* _Exercise aim_
For each line in the data below that has the word "timeout", copy that line.

━━ Data provided

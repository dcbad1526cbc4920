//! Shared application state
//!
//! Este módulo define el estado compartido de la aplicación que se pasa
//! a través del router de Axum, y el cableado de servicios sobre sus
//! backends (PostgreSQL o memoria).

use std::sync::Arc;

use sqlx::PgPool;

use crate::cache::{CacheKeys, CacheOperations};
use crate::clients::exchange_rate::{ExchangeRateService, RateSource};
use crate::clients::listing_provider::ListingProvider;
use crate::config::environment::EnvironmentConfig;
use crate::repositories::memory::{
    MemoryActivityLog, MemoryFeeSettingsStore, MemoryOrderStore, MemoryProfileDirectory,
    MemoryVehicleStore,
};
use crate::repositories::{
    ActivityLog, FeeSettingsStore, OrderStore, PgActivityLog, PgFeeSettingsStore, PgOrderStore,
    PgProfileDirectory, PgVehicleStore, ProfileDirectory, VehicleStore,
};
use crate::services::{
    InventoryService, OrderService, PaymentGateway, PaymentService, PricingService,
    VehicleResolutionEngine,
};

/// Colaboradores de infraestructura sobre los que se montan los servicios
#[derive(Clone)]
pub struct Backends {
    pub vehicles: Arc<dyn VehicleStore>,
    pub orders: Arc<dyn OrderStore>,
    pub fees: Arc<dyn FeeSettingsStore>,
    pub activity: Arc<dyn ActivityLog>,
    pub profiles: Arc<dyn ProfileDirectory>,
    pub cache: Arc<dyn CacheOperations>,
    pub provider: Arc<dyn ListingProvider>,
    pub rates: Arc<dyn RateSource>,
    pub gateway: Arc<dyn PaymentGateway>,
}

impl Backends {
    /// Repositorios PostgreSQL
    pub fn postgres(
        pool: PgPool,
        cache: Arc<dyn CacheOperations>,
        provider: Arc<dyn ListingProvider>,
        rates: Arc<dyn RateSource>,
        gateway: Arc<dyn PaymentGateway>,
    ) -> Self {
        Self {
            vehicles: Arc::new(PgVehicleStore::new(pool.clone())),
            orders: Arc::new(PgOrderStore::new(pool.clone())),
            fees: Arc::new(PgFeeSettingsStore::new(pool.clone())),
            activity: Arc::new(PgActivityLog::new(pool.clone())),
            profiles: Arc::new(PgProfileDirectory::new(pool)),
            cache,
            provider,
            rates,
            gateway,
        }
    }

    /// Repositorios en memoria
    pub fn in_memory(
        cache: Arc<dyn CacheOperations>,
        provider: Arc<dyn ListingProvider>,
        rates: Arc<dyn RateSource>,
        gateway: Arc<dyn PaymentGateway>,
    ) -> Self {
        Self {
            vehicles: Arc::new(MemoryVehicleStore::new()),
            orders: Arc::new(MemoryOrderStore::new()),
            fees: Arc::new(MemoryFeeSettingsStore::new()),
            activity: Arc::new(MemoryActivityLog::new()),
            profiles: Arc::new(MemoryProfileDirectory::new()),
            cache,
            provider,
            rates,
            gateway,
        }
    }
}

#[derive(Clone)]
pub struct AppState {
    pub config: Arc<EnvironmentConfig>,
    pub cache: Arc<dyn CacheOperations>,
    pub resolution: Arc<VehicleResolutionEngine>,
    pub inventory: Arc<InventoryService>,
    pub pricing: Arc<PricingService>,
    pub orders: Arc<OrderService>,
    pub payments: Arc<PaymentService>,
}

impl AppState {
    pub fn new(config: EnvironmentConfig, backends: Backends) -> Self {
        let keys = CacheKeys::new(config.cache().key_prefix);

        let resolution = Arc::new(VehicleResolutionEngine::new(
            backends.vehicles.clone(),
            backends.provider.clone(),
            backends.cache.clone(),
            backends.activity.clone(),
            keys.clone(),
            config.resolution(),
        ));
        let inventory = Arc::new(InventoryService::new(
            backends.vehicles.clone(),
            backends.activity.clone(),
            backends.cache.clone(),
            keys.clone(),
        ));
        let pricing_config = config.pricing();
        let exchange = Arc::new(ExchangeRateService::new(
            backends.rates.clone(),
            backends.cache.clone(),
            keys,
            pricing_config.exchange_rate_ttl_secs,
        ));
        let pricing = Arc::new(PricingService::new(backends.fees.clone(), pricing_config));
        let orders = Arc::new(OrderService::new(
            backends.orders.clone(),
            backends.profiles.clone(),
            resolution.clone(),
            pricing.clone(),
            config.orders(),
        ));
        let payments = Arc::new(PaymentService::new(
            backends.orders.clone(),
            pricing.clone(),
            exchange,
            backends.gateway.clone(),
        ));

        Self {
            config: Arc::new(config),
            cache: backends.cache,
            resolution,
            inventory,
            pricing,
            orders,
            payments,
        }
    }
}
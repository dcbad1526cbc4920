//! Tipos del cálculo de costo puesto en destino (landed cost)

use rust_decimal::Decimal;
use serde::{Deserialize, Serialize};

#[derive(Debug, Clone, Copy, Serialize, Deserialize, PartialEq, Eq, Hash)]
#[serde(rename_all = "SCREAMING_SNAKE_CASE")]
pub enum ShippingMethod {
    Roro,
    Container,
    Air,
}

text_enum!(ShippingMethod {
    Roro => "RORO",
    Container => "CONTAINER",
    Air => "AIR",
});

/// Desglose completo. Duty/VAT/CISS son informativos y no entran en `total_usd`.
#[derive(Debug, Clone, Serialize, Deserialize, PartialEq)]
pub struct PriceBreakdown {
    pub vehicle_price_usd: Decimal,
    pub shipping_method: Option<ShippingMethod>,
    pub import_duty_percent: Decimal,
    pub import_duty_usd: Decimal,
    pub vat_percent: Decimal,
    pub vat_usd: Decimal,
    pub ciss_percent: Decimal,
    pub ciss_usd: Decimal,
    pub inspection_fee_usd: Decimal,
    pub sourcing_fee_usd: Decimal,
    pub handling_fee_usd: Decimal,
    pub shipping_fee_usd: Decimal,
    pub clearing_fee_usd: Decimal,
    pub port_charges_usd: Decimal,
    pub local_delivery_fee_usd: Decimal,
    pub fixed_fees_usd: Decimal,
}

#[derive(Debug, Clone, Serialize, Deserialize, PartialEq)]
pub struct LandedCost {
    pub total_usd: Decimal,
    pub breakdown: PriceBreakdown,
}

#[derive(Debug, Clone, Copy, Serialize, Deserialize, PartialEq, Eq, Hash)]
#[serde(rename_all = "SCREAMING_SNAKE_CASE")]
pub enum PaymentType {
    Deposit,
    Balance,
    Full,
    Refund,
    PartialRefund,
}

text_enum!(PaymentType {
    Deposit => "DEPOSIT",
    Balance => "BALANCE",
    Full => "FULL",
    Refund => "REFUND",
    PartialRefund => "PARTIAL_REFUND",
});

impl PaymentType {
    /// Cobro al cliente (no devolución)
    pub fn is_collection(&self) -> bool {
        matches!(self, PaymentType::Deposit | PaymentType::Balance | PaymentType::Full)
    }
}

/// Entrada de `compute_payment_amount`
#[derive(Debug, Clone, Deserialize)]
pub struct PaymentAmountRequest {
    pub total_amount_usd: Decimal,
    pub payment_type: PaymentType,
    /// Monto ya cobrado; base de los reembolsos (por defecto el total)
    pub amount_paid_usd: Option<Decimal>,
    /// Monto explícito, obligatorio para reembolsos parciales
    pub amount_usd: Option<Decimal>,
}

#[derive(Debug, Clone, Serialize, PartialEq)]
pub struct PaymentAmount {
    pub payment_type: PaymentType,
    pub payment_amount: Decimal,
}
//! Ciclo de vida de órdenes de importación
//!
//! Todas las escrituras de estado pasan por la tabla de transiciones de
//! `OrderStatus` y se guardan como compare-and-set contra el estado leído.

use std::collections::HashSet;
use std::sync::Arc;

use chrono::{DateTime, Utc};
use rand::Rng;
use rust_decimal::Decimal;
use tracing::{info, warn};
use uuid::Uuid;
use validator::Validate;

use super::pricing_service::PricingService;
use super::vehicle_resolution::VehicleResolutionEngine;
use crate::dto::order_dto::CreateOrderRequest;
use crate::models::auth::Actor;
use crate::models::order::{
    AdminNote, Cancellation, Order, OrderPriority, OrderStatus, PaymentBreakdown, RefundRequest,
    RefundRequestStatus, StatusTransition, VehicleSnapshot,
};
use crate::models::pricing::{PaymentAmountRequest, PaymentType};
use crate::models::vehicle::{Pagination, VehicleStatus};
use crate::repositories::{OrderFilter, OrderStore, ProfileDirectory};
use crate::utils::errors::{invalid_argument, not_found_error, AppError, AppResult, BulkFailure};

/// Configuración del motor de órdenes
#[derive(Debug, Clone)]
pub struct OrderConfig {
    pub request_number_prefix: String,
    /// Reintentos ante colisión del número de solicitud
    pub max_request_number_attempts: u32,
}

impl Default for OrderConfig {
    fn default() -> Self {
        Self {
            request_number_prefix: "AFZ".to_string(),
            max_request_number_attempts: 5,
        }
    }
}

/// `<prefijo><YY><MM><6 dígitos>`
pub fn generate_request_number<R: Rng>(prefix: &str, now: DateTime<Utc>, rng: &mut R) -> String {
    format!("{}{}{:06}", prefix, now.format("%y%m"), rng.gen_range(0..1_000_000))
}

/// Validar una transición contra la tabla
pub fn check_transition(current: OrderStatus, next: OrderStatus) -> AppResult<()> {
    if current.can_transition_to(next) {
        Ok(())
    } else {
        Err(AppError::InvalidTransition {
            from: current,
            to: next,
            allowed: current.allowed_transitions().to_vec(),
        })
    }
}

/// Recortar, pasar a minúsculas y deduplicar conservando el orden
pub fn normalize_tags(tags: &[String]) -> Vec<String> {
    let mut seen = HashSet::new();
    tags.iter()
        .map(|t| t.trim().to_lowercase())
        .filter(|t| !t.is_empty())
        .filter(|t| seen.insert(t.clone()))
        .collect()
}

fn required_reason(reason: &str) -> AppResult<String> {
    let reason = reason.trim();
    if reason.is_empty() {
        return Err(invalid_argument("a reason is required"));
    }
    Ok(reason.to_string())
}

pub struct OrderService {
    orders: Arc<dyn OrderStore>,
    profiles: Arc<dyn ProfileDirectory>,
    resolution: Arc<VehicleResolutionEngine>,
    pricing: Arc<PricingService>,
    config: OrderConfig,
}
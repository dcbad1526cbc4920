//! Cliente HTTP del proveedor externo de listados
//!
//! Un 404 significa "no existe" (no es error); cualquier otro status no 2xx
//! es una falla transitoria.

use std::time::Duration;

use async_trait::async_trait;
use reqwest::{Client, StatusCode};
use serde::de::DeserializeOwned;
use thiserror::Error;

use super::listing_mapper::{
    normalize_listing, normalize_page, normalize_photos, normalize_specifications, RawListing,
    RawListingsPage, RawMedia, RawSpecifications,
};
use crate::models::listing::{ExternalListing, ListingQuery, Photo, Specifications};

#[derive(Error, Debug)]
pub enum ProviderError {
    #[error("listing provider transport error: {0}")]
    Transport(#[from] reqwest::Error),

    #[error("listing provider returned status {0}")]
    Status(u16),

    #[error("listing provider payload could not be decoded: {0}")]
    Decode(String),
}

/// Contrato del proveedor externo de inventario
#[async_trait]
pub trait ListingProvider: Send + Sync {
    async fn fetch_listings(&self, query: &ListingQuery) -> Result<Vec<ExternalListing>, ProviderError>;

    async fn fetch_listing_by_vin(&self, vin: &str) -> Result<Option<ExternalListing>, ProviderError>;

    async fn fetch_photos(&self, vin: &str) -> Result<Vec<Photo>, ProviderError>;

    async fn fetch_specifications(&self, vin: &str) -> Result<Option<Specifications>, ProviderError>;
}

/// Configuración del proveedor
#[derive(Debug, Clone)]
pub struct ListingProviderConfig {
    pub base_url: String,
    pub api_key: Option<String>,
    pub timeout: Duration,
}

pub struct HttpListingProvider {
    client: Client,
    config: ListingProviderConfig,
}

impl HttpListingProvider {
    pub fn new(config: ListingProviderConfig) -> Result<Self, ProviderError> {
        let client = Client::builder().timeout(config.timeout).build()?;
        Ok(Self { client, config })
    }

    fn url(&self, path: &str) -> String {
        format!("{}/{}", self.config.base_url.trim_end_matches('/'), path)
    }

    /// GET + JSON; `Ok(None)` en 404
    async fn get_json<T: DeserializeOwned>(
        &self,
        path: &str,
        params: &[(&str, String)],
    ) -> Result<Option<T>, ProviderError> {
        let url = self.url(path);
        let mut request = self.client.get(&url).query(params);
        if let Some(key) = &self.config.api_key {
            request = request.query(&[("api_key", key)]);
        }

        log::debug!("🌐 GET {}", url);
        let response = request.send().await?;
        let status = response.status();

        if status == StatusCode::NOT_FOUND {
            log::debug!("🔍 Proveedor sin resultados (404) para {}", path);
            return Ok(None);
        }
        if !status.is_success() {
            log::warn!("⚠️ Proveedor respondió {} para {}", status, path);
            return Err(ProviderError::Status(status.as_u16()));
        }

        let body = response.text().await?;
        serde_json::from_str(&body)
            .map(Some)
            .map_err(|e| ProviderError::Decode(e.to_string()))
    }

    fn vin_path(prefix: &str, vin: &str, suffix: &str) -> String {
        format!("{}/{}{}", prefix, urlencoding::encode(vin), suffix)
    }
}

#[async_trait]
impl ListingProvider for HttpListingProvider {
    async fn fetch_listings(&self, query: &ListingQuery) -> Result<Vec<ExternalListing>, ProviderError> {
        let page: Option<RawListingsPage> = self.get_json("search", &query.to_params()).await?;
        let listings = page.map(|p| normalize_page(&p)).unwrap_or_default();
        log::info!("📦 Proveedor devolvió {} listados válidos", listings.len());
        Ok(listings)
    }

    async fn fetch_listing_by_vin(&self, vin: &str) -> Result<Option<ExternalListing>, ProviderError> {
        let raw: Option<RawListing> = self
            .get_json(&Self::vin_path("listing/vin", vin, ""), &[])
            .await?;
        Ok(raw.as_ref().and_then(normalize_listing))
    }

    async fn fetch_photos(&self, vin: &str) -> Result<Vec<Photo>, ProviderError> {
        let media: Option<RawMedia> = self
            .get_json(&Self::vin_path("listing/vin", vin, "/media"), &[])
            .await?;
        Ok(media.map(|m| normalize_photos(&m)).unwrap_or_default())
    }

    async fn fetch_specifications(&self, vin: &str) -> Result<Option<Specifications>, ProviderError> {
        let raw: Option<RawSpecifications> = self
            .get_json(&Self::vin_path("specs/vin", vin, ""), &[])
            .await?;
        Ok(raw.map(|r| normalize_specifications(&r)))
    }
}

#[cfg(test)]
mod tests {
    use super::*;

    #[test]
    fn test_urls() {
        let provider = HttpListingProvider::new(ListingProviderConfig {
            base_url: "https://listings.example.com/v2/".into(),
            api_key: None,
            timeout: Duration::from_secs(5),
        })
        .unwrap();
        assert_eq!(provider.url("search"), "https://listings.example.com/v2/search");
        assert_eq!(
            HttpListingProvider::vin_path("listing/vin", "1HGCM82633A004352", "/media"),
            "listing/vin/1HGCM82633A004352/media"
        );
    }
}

━━━━

* _Answer to this problem_
    pub timeout: Duration,
        let client = Client::builder().timeout(config.timeout).build()?;
            timeout: Duration::from_secs(5),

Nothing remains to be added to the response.